_SOURCE RECORDS_:
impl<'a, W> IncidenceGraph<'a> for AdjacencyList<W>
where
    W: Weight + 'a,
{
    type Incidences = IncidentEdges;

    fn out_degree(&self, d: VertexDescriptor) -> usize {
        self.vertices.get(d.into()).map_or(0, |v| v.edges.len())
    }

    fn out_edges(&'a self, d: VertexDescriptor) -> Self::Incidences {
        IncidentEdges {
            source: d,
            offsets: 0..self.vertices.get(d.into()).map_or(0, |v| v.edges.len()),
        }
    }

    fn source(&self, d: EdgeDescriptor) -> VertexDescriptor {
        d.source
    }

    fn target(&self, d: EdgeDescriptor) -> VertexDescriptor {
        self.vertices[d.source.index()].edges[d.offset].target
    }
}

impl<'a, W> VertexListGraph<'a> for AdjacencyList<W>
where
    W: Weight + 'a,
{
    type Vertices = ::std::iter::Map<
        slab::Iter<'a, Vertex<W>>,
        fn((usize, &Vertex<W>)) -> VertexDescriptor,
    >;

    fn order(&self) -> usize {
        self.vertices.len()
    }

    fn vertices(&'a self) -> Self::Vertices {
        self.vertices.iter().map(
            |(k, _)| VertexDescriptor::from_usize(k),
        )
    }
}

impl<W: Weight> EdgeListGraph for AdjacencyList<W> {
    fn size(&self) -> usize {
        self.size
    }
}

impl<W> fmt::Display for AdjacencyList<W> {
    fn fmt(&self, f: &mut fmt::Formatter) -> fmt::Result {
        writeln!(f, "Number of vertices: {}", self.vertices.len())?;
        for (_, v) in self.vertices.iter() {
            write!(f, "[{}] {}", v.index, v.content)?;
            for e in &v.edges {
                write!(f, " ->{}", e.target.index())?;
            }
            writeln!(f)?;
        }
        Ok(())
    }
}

_TASK STATEMENT_:
Your answer should be a number only: the count of lines above in which the string "into" appears.

_RESULT OF THE EXERCISE_:
2